On eut une peine extrême à le renvoyer chez ses parents. Il fallut encore employer le crédit de la belle
Saint-Yves; plus elle sentait son pouvoir sur lui, et plus elle l'aimait. Elle le fit partir, et en fut très

affligée: enfin, quand il fut parti, l'abbé, qui non seulement était le frère très aîné de mademoiselle de

Saint-Yves, mais qui était aussi son tuteur, prit le parti de soustraire sa pupille aux empressements de cet

amant terrible. Il alla consulter le bailli, qui, destinant toujours son fils à la soeur de l'abbé, lui conseilla

de mettre la pauvre fille dans une communauté.

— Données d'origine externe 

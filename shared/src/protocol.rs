//! Wire protocol between clients and the authoritative server.
//!
//! Packets are serde structs shipped over UDP with bincode. The issuing
//! player of a command is never carried in the packet; the server resolves
//! it from the sending address, so a client cannot command on behalf of
//! another player.

use crate::math::Vec3;
use crate::unit::{Cursor, Unit};
use crate::{PlayerId, UnitId};
use serde::{Deserialize, Serialize};

#[derive(Debug, Serialize, Deserialize, Clone)]
pub enum Packet {
    // Client -> server
    Connect {
        client_version: u32,
    },
    /// Per-tick pointer sample. Lossy by design; the server uses whatever
    /// latest sample it has per tick and skips players that sent none.
    CursorInput {
        tick: u32,
        position: Vec3,
    },
    /// Move a group of owned units to a shared destination, formation
    /// preserved. Unresolved or foreign ids are dropped silently server-side.
    MoveUnits {
        tick: u32,
        target: Vec3,
        unit_ids: Vec<UnitId>,
    },
    /// Destroy and recreate the issuer's unit batch at its remembered spawn
    /// anchor. The tick is diagnostic only; respawn is not staleness-gated.
    RequestRespawn {
        tick: u32,
    },
    Disconnect,

    // Server -> client
    Connected {
        client_id: PlayerId,
    },
    /// Full replicated state, broadcast every tick and sent once directly
    /// to a freshly joined client as the post-join sync.
    Snapshot {
        tick: u32,
        timestamp: u64,
        units: Vec<Unit>,
        cursors: Vec<Cursor>,
    },
    Disconnected {
        reason: String,
    },
}
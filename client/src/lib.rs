//! # Participant Client Library
//!
//! The non-authority side of the simulation. A client never writes truth:
//! it forwards pointer samples and commands to the server, renders whatever
//! the latest snapshot says, and optionally masks latency by running the
//! shared movement rules on a disposable prediction copy of its own units.
//!
//! ## Module Organization
//!
//! - `game`: replicated state, selection, prediction shadow and the
//!   state-change events the external renderer consumes.
//! - `input`: the pointer-source seam, cursor sample packets and monotonic
//!   command tick allocation.
//! - `network`: connection lifecycle and the async main loop.
//!
//! Rendering, widget handling and drag-box selection geometry are external
//! collaborators; this crate exposes read-only state accessors and the two
//! command entry points (`send_move`, `send_respawn`) for them to drive.

pub mod game;
pub mod input;
pub mod network;
#[cfg(test)]
mod tests {
    use super::*;
    use assert_approx_eq::assert_approx_eq;
    use shared::UNITS_PER_PLAYER;

    fn game() -> GameState {
        GameState::new(SimConfig::default())
    }

    fn owned_ids(game: &GameState, owner: PlayerId) -> Vec<UnitId> {
        let mut ids = game.units().ids_owned_by(owner);
        ids.sort_unstable();
        ids
    }

    #[test]
    fn test_add_player_spawns_batch_and_cursor() {
        let mut game = game();
        game.add_player(1);

        assert_eq!(game.units().len(), UNITS_PER_PLAYER);
        assert_eq!(game.cursors().len(), 1);
        assert!(game.units().all().all(|u| u.owner == 1 && !u.is_moving()));
    }

    #[test]
    fn test_first_four_anchors_are_deterministic_quadrants() {
        let mut game = game();
        for player in 1..=4 {
            game.add_player(player);
        }

        let extent = SimConfig::default().spawn_anchor_extent;
        let expected = [
            Vec3::new(extent, 0.0, extent),
            Vec3::new(-extent, 0.0, extent),
            Vec3::new(-extent, 0.0, -extent),
            Vec3::new(extent, 0.0, -extent),
        ];

        for (player, anchor) in (1..=4).zip(expected) {
            let batch = game.units().ids_owned_by(player);
            let positions: Vec<Vec3> = batch
                .iter()
                .map(|&id| game.units().try_get(id).unwrap().position)
                .collect();
            let center = shared::formation::centroid(&positions).unwrap();
            assert_approx_eq!(center.x, anchor.x, 1e-3);
            assert_approx_eq!(center.z, anchor.z, 1e-3);
        }
    }

    #[test]
    fn test_late_joiner_anchor_within_jitter_radius() {
        let mut game = game();
        for player in 1..=6 {
            game.add_player(player);
        }

        let positions: Vec<Vec3> = game
            .units()
            .ids_owned_by(6)
            .iter()
            .map(|&id| game.units().try_get(id).unwrap().position)
            .collect();
        let center = shared::formation::centroid(&positions).unwrap();
        let limit = SimConfig::default().spawn_jitter_radius + SPAWN_RING_RADIUS;
        assert!(center.ground_magnitude() <= limit + 1e-3);
    }

    #[test]
    fn test_colors_assigned_by_join_order() {
        let mut game = game();
        game.add_player(5);
        game.add_player(9);

        assert_eq!(game.cursors().try_get(5).unwrap().color_index, 0);
        assert_eq!(game.cursors().try_get(9).unwrap().color_index, 1);
        assert!(game
            .units()
            .ids_owned_by(9)
            .iter()
            .all(|&id| game.units().try_get(id).unwrap().color_index == 1));
    }

    #[test]
    fn test_remove_player_despawns_everything() {
        let mut game = game();
        game.add_player(1);
        game.add_player(2);

        game.remove_player(&1);

        assert_eq!(game.units().len(), UNITS_PER_PLAYER);
        assert!(game.units().ids_owned_by(1).is_empty());
        assert!(game.cursors().try_get(1).is_none());
        assert!(game.cursors().try_get(2).is_some());
    }

    #[test]
    fn test_move_units_sets_targets_on_owned_units() {
        let mut game = game();
        game.add_player(1);
        let ids = owned_ids(&game, 1);

        game.apply_command(
            1,
            Command::MoveUnits {
                tick: 1,
                target: Vec3::new(50.0, 0.0, 50.0),
                unit_ids: ids.clone(),
            },
        );

        for id in ids {
            assert!(game.units().try_get(id).unwrap().is_moving());
        }
    }

    #[test]
    fn test_ownership_mix_only_moves_owned_units() {
        let mut game = game();
        game.add_player(1);
        game.add_player(2);

        let mine = owned_ids(&game, 1);
        let theirs = owned_ids(&game, 2);

        // A stale selection addressing two of each: only player 1's units
        // may move, the others are untouched.
        let mixed = vec![mine[0], mine[1], theirs[0], theirs[1]];
        game.apply_command(
            1,
            Command::MoveUnits {
                tick: 1,
                target: Vec3::new(0.0, 0.0, 0.0),
                unit_ids: mixed,
            },
        );

        assert!(game.units().try_get(mine[0]).unwrap().is_moving());
        assert!(game.units().try_get(mine[1]).unwrap().is_moving());
        assert!(!game.units().try_get(theirs[0]).unwrap().is_moving());
        assert!(!game.units().try_get(theirs[1]).unwrap().is_moving());
        assert_eq!(game.units().try_get(theirs[0]).unwrap().last_command_tick, 0);
    }

    #[test]
    fn test_move_units_with_unknown_ids_is_partial() {
        let mut game = game();
        game.add_player(1);
        let ids = owned_ids(&game, 1);

        game.apply_command(
            1,
            Command::MoveUnits {
                tick: 1,
                target: Vec3::new(10.0, 0.0, 0.0),
                unit_ids: vec![ids[0], 9999],
            },
        );

        assert!(game.units().try_get(ids[0]).unwrap().is_moving());
    }

    #[test]
    fn test_move_units_empty_admitted_set_is_noop() {
        let mut game = game();
        game.add_player(1);
        game.add_player(2);
        let theirs = owned_ids(&game, 2);

        // Player 1 addresses only foreign and unknown ids.
        game.apply_command(
            1,
            Command::MoveUnits {
                tick: 1,
                target: Vec3::new(10.0, 0.0, 0.0),
                unit_ids: vec![theirs[0], 12345],
            },
        );

        assert!(game.units().all().all(|u| !u.is_moving()));
    }

    #[test]
    fn test_group_arrives_as_cluster_around_target() {
        let mut game = game();
        game.add_player(1);
        let ids = owned_ids(&game, 1);
        let target = Vec3::new(30.0, 0.0, -15.0);

        game.apply_command(
            1,
            Command::MoveUnits {
                tick: 1,
                target,
                unit_ids: ids.clone(),
            },
        );

        // Run the simulation until every unit has arrived.
        for _ in 0..600 {
            game.step(1.0 / 30.0);
        }

        let config = SimConfig::default();
        for id in ids {
            let unit = game.units().try_get(id).unwrap();
            assert!(!unit.is_moving());
            let distance = unit.position.ground_distance_to(&target);
            assert!(distance <= config.max_formation_offset + config.arrival_radius);
        }
    }

    #[test]
    fn test_stale_group_command_ignored_per_unit() {
        let mut game = game();
        game.add_player(1);
        let ids = owned_ids(&game, 1);

        let newest = Vec3::new(40.0, 0.0, 0.0);
        game.apply_command(
            1,
            Command::MoveUnits {
                tick: 5,
                target: newest,
                unit_ids: ids.clone(),
            },
        );
        game.apply_command(
            1,
            Command::MoveUnits {
                tick: 3,
                target: Vec3::new(-40.0, 0.0, 0.0),
                unit_ids: ids.clone(),
            },
        );

        for id in ids {
            let unit = game.units().try_get(id).unwrap();
            assert_eq!(unit.last_command_tick, 5);
            // All planned targets derive from the tick-5 command.
            assert!(unit.target.unwrap().x > 0.0);
        }
    }

    #[test]
    fn test_respawn_recreates_batch_with_fresh_ids() {
        let mut game = game();
        game.add_player(1);
        let old_ids = owned_ids(&game, 1);
        let old_positions: Vec<Vec3> = old_ids
            .iter()
            .map(|&id| game.units().try_get(id).unwrap().position)
            .collect();
        let old_center = shared::formation::centroid(&old_positions).unwrap();

        // Scatter the batch first so the respawn visibly resets it.
        game.apply_command(
            1,
            Command::MoveUnits {
                tick: 1,
                target: Vec3::new(60.0, 0.0, 60.0),
                unit_ids: old_ids.clone(),
            },
        );
        for _ in 0..60 {
            game.step(1.0 / 30.0);
        }

        game.apply_command(1, Command::RequestRespawn { tick: 2 });

        let new_ids = owned_ids(&game, 1);
        assert_eq!(new_ids.len(), old_ids.len());
        for id in &old_ids {
            assert!(!new_ids.contains(id), "respawn must assign fresh ids");
        }

        // Same remembered anchor, same owner and color.
        let new_positions: Vec<Vec3> = new_ids
            .iter()
            .map(|&id| game.units().try_get(id).unwrap().position)
            .collect();
        let new_center = shared::formation::centroid(&new_positions).unwrap();
        assert_approx_eq!(new_center.x, old_center.x, 1e-3);
        assert_approx_eq!(new_center.z, old_center.z, 1e-3);
        for &id in &new_ids {
            let unit = game.units().try_get(id).unwrap();
            assert_eq!(unit.owner, 1);
            assert_eq!(unit.color_index, 0);
            assert!(!unit.is_moving());
        }
    }

    #[test]
    fn test_repeated_respawn_is_idempotent_cycle() {
        let mut game = game();
        game.add_player(1);

        game.apply_command(1, Command::RequestRespawn { tick: 1 });
        let first = owned_ids(&game, 1);
        game.apply_command(1, Command::RequestRespawn { tick: 1 });
        let second = owned_ids(&game, 1);

        assert_eq!(first.len(), UNITS_PER_PLAYER);
        assert_eq!(second.len(), UNITS_PER_PLAYER);
        assert_ne!(first, second);
    }

    #[test]
    fn test_respawn_from_unknown_player_dropped() {
        let mut game = game();
        game.add_player(1);
        let before = game.units().len();

        game.apply_command(42, Command::RequestRespawn { tick: 1 });

        assert_eq!(game.units().len(), before);
    }

    #[test]
    fn test_cursor_echo_writes_position() {
        let mut game = game();
        game.add_player(1);

        game.set_cursor(1, Vec3::new(4.0, 0.0, -2.0));
        assert_eq!(
            game.cursors().try_get(1).unwrap().position,
            Vec3::new(4.0, 0.0, -2.0)
        );

        // Unknown players are skipped without error.
        game.set_cursor(77, Vec3::new(1.0, 0.0, 1.0));
        assert!(game.cursors().try_get(77).is_none());
    }

    #[test]
    fn test_step_advances_tick_counter() {
        let mut game = game();
        assert_eq!(game.tick, 0);
        game.step(1.0 / 30.0);
        game.step(1.0 / 30.0);
        assert_eq!(game.tick, 2);
    }

    #[test]
    fn test_snapshot_contains_live_state() {
        let mut game = game();
        game.add_player(1);
        game.add_player(2);
        game.remove_player(&1);

        let (units, cursors) = game.snapshot();
        assert_eq!(units.len(), UNITS_PER_PLAYER);
        assert!(units.iter().all(|u| u.owner == 2));
        assert_eq!(cursors.len(), 1);
        assert_eq!(cursors[0].owner, 2);
    }
}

Ce fut un coup terrible: une indifférente qu'on mettrait en

couvent jetterait les hauts cris; mais une amante, et une amante aussi sage que tendre! c'était de quoi la

mettre au désespoir.

L'Ingénu, de retour chez le prieur, raconta tout avec sa naïveté ordinaire. Il essuya les mêmes
remontrances qui firent quelque effet sur son esprit, et aucun sur ses sens; mais le lendemain, quand il

voulut retourner chez sa belle maîtresse, pour raisonner avec elle sur la loi naturelle et sur la loi de

convention, monsieur le bailli lui apprit avec une joie insultante qu'elle était dans un couvent. Eh bien!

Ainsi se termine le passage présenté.